- Opening Delimiter -

//! Co-signed wallets, transfer operations, and the authorize-and-send
//! interface
//!
//! # Example
//!
//! ```ignore
//! use cosign_wallet::wallet::{Operation, WalletManager};
//!
//! // Create a wallet with three authorized signers
//! let wallet = manager.create_wallet(vec![a, b, c], None)?;
//!
//! // One signer submits, a second co-signs the operation hash
//! let signature = co_signer_keys.sign_recoverable(&operation.hash())?;
//! let record = manager.send(&mut ledger, &wallet.address(), &operation,
//!                           &signature, &submitter)?;
//! ```

pub mod manager;
pub mod operation;
pub mod wallet;

pub use manager::WalletManager;
pub use operation::{BatchOperation, BatchRecord, Operation, TransferRecord};
pub use wallet::{Wallet, WalletError};
//! CLI command handlers
//!
//! Implements the command handlers for the `cosign` binary. State lives
//! in a JSON file under the data directory: the wallet registry with its
//! consumed sequence counters, plus a local test ledger for balances.

use crate::crypto::{Address, KeyPair, Signature};
use crate::ledger::{Ledger, MemoryLedger};
use crate::storage::{Storage, StorageConfig};
use crate::wallet::{BatchOperation, Operation, WalletManager};
use std::path::PathBuf;

/// Result type for CLI operations
pub type CliResult<T> = Result<T, Box<dyn std::error::Error>>;

/// Application state
pub struct AppState {
    pub wallets: WalletManager,
    pub ledger: MemoryLedger,
    pub storage: Storage,
    pub data_dir: PathBuf,
}

impl AppState {
    /// Initialize application state
    pub fn new(data_dir: PathBuf) -> CliResult<Self> {
        let storage_config = StorageConfig {
            data_dir: data_dir.clone(),
            ..Default::default()
        };
        let storage = Storage::new(storage_config)?;

        let (wallets, ledger) = if storage.exists() {
            storage.load()?
        } else {
            (WalletManager::new(), MemoryLedger::new())
        };

        Ok(Self {
            wallets,
            ledger,
            storage,
            data_dir,
        })
    }

    /// Save the current state
    pub fn save(&self) -> CliResult<()> {
        self.storage.save(&self.wallets, &self.ledger)?;
        Ok(())
    }
}

/// Initialize a new state directory
pub fn cmd_init(data_dir: &PathBuf) -> CliResult<()> {
    let storage_config = StorageConfig {
        data_dir: data_dir.clone(),
        ..Default::default()
    };
    let storage = Storage::new(storage_config)?;

    if storage.exists() {
        println!("⚠️  State already exists at {:?}", data_dir);
        return Ok(());
    }

    storage.save(&WalletManager::new(), &MemoryLedger::new())?;
    println!("✅ State initialized at {:?}", data_dir);
    Ok(())
}

/// Generate a new signer key pair
pub fn cmd_keygen() -> CliResult<()> {
    let kp = KeyPair::generate();

    println!("🔐 New signer key pair");
    println!("   📍 Address:     {}", kp.address());
    println!("   🔑 Public key:  {}", kp.public_key_hex());
    println!("   🗝️  Private key: {}", kp.private_key_hex());
    println!("\n   ⚠️  Keep the private key safe; it is shown only once.");
    Ok(())
}

/// Create a new co-signed wallet
pub fn cmd_wallet_create(
    state: &mut AppState,
    signers: &[String],
    label: Option<&str>,
) -> CliResult<()> {
    let signers: Vec<Address> = signers
        .iter()
        .map(|s| s.parse())
        .collect::<Result<_, _>>()?;

    let wallet = state
        .wallets
        .create_wallet(signers, label.map(String::from))?;
    state.save()?;

    println!("🪪 Wallet created");
    println!("   📍 Address: {}", wallet.address());
    println!("   👥 Signers: {}", wallet.signer_count());
    if let Some(l) = &wallet.label {
        println!("   🏷️  Label:   {}", l);
    }
    Ok(())
}

/// List all wallets
pub fn cmd_wallet_list(state: &AppState) -> CliResult<()> {
    let wallets = state.wallets.list_wallets();
    if wallets.is_empty() {
        println!("No wallets yet. Create one with `cosign wallet create`.");
        return Ok(());
    }

    println!("Wallets ({}):", wallets.len());
    for wallet in wallets {
        let label = wallet.label.as_deref().unwrap_or("-");
        println!(
            "   {}  signers: {}  label: {}",
            wallet.address(),
            wallet.signer_count(),
            label
        );
    }
    Ok(())
}

/// Show one wallet in detail
pub fn cmd_wallet_show(state: &AppState, address: &str) -> CliResult<()> {
    let address: Address = address.parse()?;
    let wallet = state
        .wallets
        .get_wallet(&address)
        .ok_or_else(|| format!("wallet {} not found", address))?;

    println!("🪪 Wallet {}", wallet.address());
    println!("   💰 Balance: {}", state.ledger.balance(&address));
    println!(
        "   🔢 Next sequence id: {}",
        state.wallets.next_sequence_id(&address)?
    );
    println!("   👥 Signers:");
    for signer in wallet.signers() {
        println!("      {}", signer);
    }
    Ok(())
}

/// Deposit funds into an address on the local test ledger
pub fn cmd_fund(state: &mut AppState, address: &str, amount: u128) -> CliResult<()> {
    let address: Address = address.parse()?;
    state.ledger.deposit(&address, amount)?;
    state.save()?;

    println!(
        "💰 Deposited {}; balance of {} is now {}",
        amount,
        address,
        state.ledger.balance(&address)
    );
    Ok(())
}

/// Show the balance of an address
pub fn cmd_balance(state: &AppState, address: &str) -> CliResult<()> {
    let address: Address = address.parse()?;
    println!("💰 {}: {}", address, state.ledger.balance(&address));
    Ok(())
}

/// Query the next sequence id a wallet accepts
pub fn cmd_next_seq(state: &AppState, wallet: &str) -> CliResult<()> {
    let wallet: Address = wallet.parse()?;
    println!("{}", state.wallets.next_sequence_id(&wallet)?);
    Ok(())
}

/// Print the operation hash a co-signer needs to sign (single transfer)
pub fn cmd_hash(
    to: &str,
    amount: u128,
    data: &str,
    expiry: u64,
    sequence_id: u64,
) -> CliResult<()> {
    let operation = Operation {
        destination: to.parse()?,
        value: amount,
        payload: hex::decode(data)?,
        expiry,
        sequence_id,
    };
    println!("{}", hex::encode(operation.hash()));
    Ok(())
}

/// Print the operation hash a co-signer needs to sign (batch transfer)
pub fn cmd_hash_batch(
    recipients: &[String],
    values: &[u128],
    expiry: u64,
    sequence_id: u64,
) -> CliResult<()> {
    let batch = BatchOperation {
        recipients: recipients
            .iter()
            .map(|s| s.parse())
            .collect::<Result<_, _>>()?,
        values: values.to_vec(),
        expiry,
        sequence_id,
    };
    println!("{}", hex::encode(batch.hash()));
    Ok(())
}

/// Co-sign an operation hash with a private key
pub fn cmd_sign(private_key: &str, hash: &str) -> CliResult<()> {
    let kp = KeyPair::from_private_key_hex(private_key)?;
    let hash_bytes = hex::decode(hash)?;
    let signature = kp.sign_recoverable(&hash_bytes)?;

    println!("✍️  Signed by {}", kp.address());
    println!("{}", signature.to_hex());
    Ok(())
}

/// Submit a co-signed single transfer
#[allow(clippy::too_many_arguments)]
pub fn cmd_send(
    state: &mut AppState,
    wallet: &str,
    to: &str,
    amount: u128,
    data: &str,
    expiry: u64,
    sequence_id: u64,
    signature: &str,
    submitter: &str,
) -> CliResult<()> {
    let wallet: Address = wallet.parse()?;
    let operation = Operation {
        destination: to.parse()?,
        value: amount,
        payload: hex::decode(data)?,
        expiry,
        sequence_id,
    };
    let signature = Signature::from_hex(signature)?;
    let submitter: Address = submitter.parse()?;

    let record = state
        .wallets
        .send(&mut state.ledger, &wallet, &operation, &signature, &submitter)?;
    state.save()?;

    println!("✅ Transfer executed");
    println!("   ➡️  {} -> {}", record.wallet, record.destination);
    println!("   💸 Value: {}", record.value);
    println!("   🔢 Sequence id: {}", record.sequence_id);
    println!("   ✍️  Co-signed by: {}", record.authorized_by);
    Ok(())
}

/// Submit a co-signed batch transfer
#[allow(clippy::too_many_arguments)]
pub fn cmd_send_batch(
    state: &mut AppState,
    wallet: &str,
    recipients: &[String],
    values: &[u128],
    expiry: u64,
    sequence_id: u64,
    signature: &str,
    submitter: &str,
) -> CliResult<()> {
    let wallet: Address = wallet.parse()?;
    let batch = BatchOperation {
        recipients: recipients
            .iter()
            .map(|s| s.parse())
            .collect::<Result<_, _>>()?,
        values: values.to_vec(),
        expiry,
        sequence_id,
    };
    let signature = Signature::from_hex(signature)?;
    let submitter: Address = submitter.parse()?;

    let record = state
        .wallets
        .send_batch(&mut state.ledger, &wallet, &batch, &signature, &submitter)?;
    state.save()?;

    println!("✅ Batch executed");
    println!("   💸 {} transfers from {}", record.recipients.len(), record.wallet);
    println!("   🔢 Sequence id: {}", record.sequence_id);
    println!("   ✍️  Co-signed by: {}", record.authorized_by);
    Ok(())
}
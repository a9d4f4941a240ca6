//! Execution-environment boundary
//!
//! The engine never owns balances: they live in the hosting ledger. This
//! trait is the minimal surface the authorization engine and the batch
//! executor need from that environment. Recipients may be arbitrary code,
//! so a credit is allowed to fail.

use crate::crypto::Address;
use crate::wallet::WalletError;

/// Balance store owned by the hosting execution environment
pub trait Ledger {
    /// Current balance of an address, in the smallest base unit
    fn balance(&self, address: &Address) -> u128;

    /// Credit value to an address.
    ///
    /// Fails with `RecipientTransferFailed` when the recipient rejects the
    /// payment or is unreachable.
    fn credit(&mut self, address: &Address, value: u128) -> Result<(), WalletError>;

    /// Debit value from an address.
    ///
    /// Fails with `InsufficientFunds` when the balance does not cover it.
    fn debit(&mut self, address: &Address, value: u128) -> Result<(), WalletError>;
}
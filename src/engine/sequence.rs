//! Per-wallet monotonic sequence tracking
//!
//! Each authorized operation consumes exactly one sequence id. The rule is
//! strict-next-value, not any-greater-than-last: a fresh wallet expects 1,
//! and consuming id n moves the expectation to n + 1 with no gaps. This
//! both prevents reordering attacks and gives callers a queryable
//! "next id" API.
//!
//! The tracker is scoped per wallet. The same id is independently valid
//! across distinct wallets, and the signed hash carries no wallet
//! identity, so a signature minted for one wallet also validates against
//! any other wallet sharing the co-signer and the id. That is a documented
//! protocol property, covered by an explicit test in the wallet manager.

use serde::{Deserialize, Serialize};
use std::collections::HashMap;

use crate::crypto::Address;

/// Strict gap-free sequence counters, keyed by wallet address
#[derive(Debug, Clone, Default, Serialize, Deserialize)]
pub struct SequenceTracker {
    /// Last consumed sequence id per wallet
    consumed: HashMap<Address, u64>,
}

impl SequenceTracker {
    /// Create an empty tracker
    pub fn new() -> Self {
        Self::default()
    }

    /// The only sequence id the wallet will currently accept
    pub fn next_expected(&self, wallet: &Address) -> u64 {
        self.consumed.get(wallet).map_or(1, |last| last + 1)
    }

    /// Consume a sequence id. The sole atomic commit point of an
    /// authorization: returns true and advances the counter only when
    /// `sequence_id` is exactly the next expected value.
    pub fn try_consume(&mut self, wallet: &Address, sequence_id: u64) -> bool {
        if sequence_id != self.next_expected(wallet) {
            return false;
        }
        self.consumed.insert(*wallet, sequence_id);
        true
    }
}

#[cfg(test)]
mod tests {
    use super::*;
    use crate::crypto::KeyPair;

    fn addr() -> Address {
        KeyPair::generate().address()
    }

    #[test]
    fn test_fresh_wallet_expects_one() {
        let tracker = SequenceTracker::new();
        assert_eq!(tracker.next_expected(&addr()), 1);
    }

    #[test]
    fn test_strict_next_value() {
        let mut tracker = SequenceTracker::new();
        let w = addr();

        // Gaps and stale ids are rejected
        assert!(!tracker.try_consume(&w, 0));
        assert!(!tracker.try_consume(&w, 2));

        assert!(tracker.try_consume(&w, 1));
        assert_eq!(tracker.next_expected(&w), 2);

        // A consumed id is permanently spent
        assert!(!tracker.try_consume(&w, 1));
        assert!(tracker.try_consume(&w, 2));
        assert_eq!(tracker.next_expected(&w), 3);
    }

    #[test]
    fn test_same_id_consumed_exactly_once() {
        let mut tracker = SequenceTracker::new();
        let w = addr();

        let first = tracker.try_consume(&w, 1);
        let second = tracker.try_consume(&w, 1);
        assert!(first);
        assert!(!second);
    }

    #[test]
    fn test_wallets_are_independent() {
        let mut tracker = SequenceTracker::new();
        let (w1, w2) = (addr(), addr());

        assert!(tracker.try_consume(&w1, 1));
        // w2 still expects 1; w1's consumption does not affect it
        assert_eq!(tracker.next_expected(&w2), 1);
        assert!(tracker.try_consume(&w2, 1));
    }
}
//! In-memory ledger
//!
//! Backs the CLI and the test suite. Recipients can be marked as
//! rejecting to model adversarial or unreachable recipient code.

use serde::{Deserialize, Serialize};
use std::collections::{HashMap, HashSet};

use crate::crypto::Address;
use crate::ledger::ledger::Ledger;
use crate::wallet::WalletError;

/// HashMap-backed ledger implementation
#[derive(Debug, Clone, Default, Serialize, Deserialize)]
pub struct MemoryLedger {
    balances: HashMap<Address, u128>,
    #[serde(default)]
    rejecting: HashSet<Address>,
}

impl MemoryLedger {
    /// Create an empty ledger
    pub fn new() -> Self {
        Self::default()
    }

    /// Deposit value into an address, bypassing recipient checks
    /// (models an inbound payment from outside the engine)
    pub fn deposit(&mut self, address: &Address, value: u128) -> Result<(), WalletError> {
        let balance = self.balances.entry(*address).or_insert(0);
        *balance = balance
            .checked_add(value)
            .ok_or(WalletError::ValueOverflow)?;
        Ok(())
    }

    /// Mark an address as rejecting all incoming transfers
    pub fn set_rejecting(&mut self, address: &Address, rejecting: bool) {
        if rejecting {
            self.rejecting.insert(*address);
        } else {
            self.rejecting.remove(address);
        }
    }
}

impl Ledger for MemoryLedger {
    fn balance(&self, address: &Address) -> u128 {
        self.balances.get(address).copied().unwrap_or(0)
    }

    fn credit(&mut self, address: &Address, value: u128) -> Result<(), WalletError> {
        if self.rejecting.contains(address) {
            return Err(WalletError::RecipientTransferFailed(*address));
        }
        let balance = self.balances.entry(*address).or_insert(0);
        *balance = balance
            .checked_add(value)
            .ok_or(WalletError::ValueOverflow)?;
        Ok(())
    }

    fn debit(&mut self, address: &Address, value: u128) -> Result<(), WalletError> {
        let balance = self.balances.entry(*address).or_insert(0);
        if *balance < value {
            return Err(WalletError::InsufficientFunds {
                needed: value,
                available: *balance,
            });
        }
        *balance -= value;
        Ok(())
    }
}

#[cfg(test)]
mod tests {
    use super::*;
    use crate::crypto::KeyPair;

    fn addr() -> Address {
        KeyPair::generate().address()
    }

    #[test]
    fn test_deposit_and_balance() {
        let mut ledger = MemoryLedger::new();
        let a = addr();
        assert_eq!(ledger.balance(&a), 0);

        ledger.deposit(&a, 100).unwrap();
        assert_eq!(ledger.balance(&a), 100);
    }

    #[test]
    fn test_deposit_overflow() {
        let mut ledger = MemoryLedger::new();
        let a = addr();
        ledger.deposit(&a, u128::MAX).unwrap();

        let err = ledger.deposit(&a, 1).unwrap_err();
        assert!(matches!(err, WalletError::ValueOverflow));
        assert_eq!(ledger.balance(&a), u128::MAX);
    }

    #[test]
    fn test_credit_and_debit() {
        let mut ledger = MemoryLedger::new();
        let a = addr();

        ledger.credit(&a, 50).unwrap();
        assert_eq!(ledger.balance(&a), 50);

        ledger.debit(&a, 30).unwrap();
        assert_eq!(ledger.balance(&a), 20);
    }

    #[test]
    fn test_debit_insufficient_funds() {
        let mut ledger = MemoryLedger::new();
        let a = addr();
        ledger.deposit(&a, 10).unwrap();

        let err = ledger.debit(&a, 11).unwrap_err();
        assert!(matches!(err, WalletError::InsufficientFunds { .. }));
        assert_eq!(ledger.balance(&a), 10);
    }

    #[test]
    fn test_rejecting_recipient() {
        let mut ledger = MemoryLedger::new();
        let a = addr();
        ledger.set_rejecting(&a, true);

        let err = ledger.credit(&a, 5).unwrap_err();
        assert!(matches!(err, WalletError::RecipientTransferFailed(_)));

        ledger.set_rejecting(&a, false);
        assert!(ledger.credit(&a, 5).is_ok());
    }
}
//! Canonical, deterministic operation encoding and hashing

pub mod canonical;

pub use canonical::{
    batch_hash, encode_batch, encode_transfer, transfer_hash, BATCH_TAG, TRANSFER_TAG,
};
//! Co-signer signature verification
//!
//! Recovers the signer identity from (operation hash, signature) and
//! accepts it only when it belongs to the candidate signer set. The
//! canonical encoding is fixed-width, so there is no hash-length or
//! padding ambiguity to exploit.

use crate::crypto::{recover_public_key, Address, KeyError, Signature};

/// Recover the address that produced `signature` over `hash`
///
/// # Errors
/// `MalformedSignature` for out-of-range scalar components or an invalid
/// recovery id; `RecoveryFailed` when no public key can be recovered.
pub fn recover_signer(hash: &[u8; 32], signature: &Signature) -> Result<Address, KeyError> {
    let recoverable = signature.to_recoverable()?;
    let public_key = recover_public_key(hash, &recoverable)?;
    Ok(Address::from_public_key(&public_key))
}

/// Recover the signer and check membership in the candidate set
///
/// Returns `Ok(Some(address))` when the recovered identity is a candidate,
/// `Ok(None)` when it is not, and an error for malformed signatures.
pub fn verify(
    hash: &[u8; 32],
    signature: &Signature,
    candidates: &[Address],
) -> Result<Option<Address>, KeyError> {
    let signer = recover_signer(hash, signature)?;
    Ok(candidates.contains(&signer).then_some(signer))
}

#[cfg(test)]
mod tests {
    use super::*;
    use crate::crypto::{sha256, KeyPair};

    #[test]
    fn test_recover_matches_signer() {
        let kp = KeyPair::generate();
        let hash = sha256(b"operation");
        let sig = kp.sign_recoverable(&hash).unwrap();

        assert_eq!(recover_signer(&hash, &sig).unwrap(), kp.address());
    }

    #[test]
    fn test_verify_accepts_candidate() {
        let kp = KeyPair::generate();
        let other = KeyPair::generate();
        let hash = sha256(b"operation");
        let sig = kp.sign_recoverable(&hash).unwrap();

        let candidates = vec![other.address(), kp.address()];
        assert_eq!(verify(&hash, &sig, &candidates).unwrap(), Some(kp.address()));
    }

    #[test]
    fn test_verify_rejects_non_candidate() {
        let kp = KeyPair::generate();
        let hash = sha256(b"operation");
        let sig = kp.sign_recoverable(&hash).unwrap();

        let candidates = vec![KeyPair::generate().address()];
        assert_eq!(verify(&hash, &sig, &candidates).unwrap(), None);
    }

    #[test]
    fn test_signature_does_not_transfer_to_other_hash() {
        let kp = KeyPair::generate();
        let sig = kp.sign_recoverable(&sha256(b"operation A")).unwrap();

        // Recovery against a different hash yields a different identity,
        // so candidate membership fails
        let other_hash = sha256(b"operation B");
        let result = verify(&other_hash, &sig, &[kp.address()]).unwrap_or(None);
        assert_eq!(result, None);
    }

    #[test]
    fn test_malformed_signature_is_error_not_panic() {
        let sig = Signature {
            recovery_id: 1,
            r: [0xFF; 32],
            s: [0xFF; 32],
        };
        let hash = sha256(b"operation");
        assert!(recover_signer(&hash, &sig).is_err());
    }
}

- Closing Delimiter -

Work request. Lines from the start of the material through the line containing "pub mod wallet;" are wanted. Write them out exactly.

Response area.
//! Co-signed wallets, transfer operations, and the authorize-and-send
//! interface
//!
//! # Example
//!
//! ```ignore
//! use cosign_wallet::wallet::{Operation, WalletManager};
//!
//! // Create a wallet with three authorized signers
//! let wallet = manager.create_wallet(vec![a, b, c], None)?;
//!
//! // One signer submits, a second co-signs the operation hash
//! let signature = co_signer_keys.sign_recoverable(&operation.hash())?;
//! let record = manager.send(&mut ledger, &wallet.address(), &operation,
//!                           &signature, &submitter)?;
//! ```

pub mod manager;
pub mod operation;
pub mod wallet;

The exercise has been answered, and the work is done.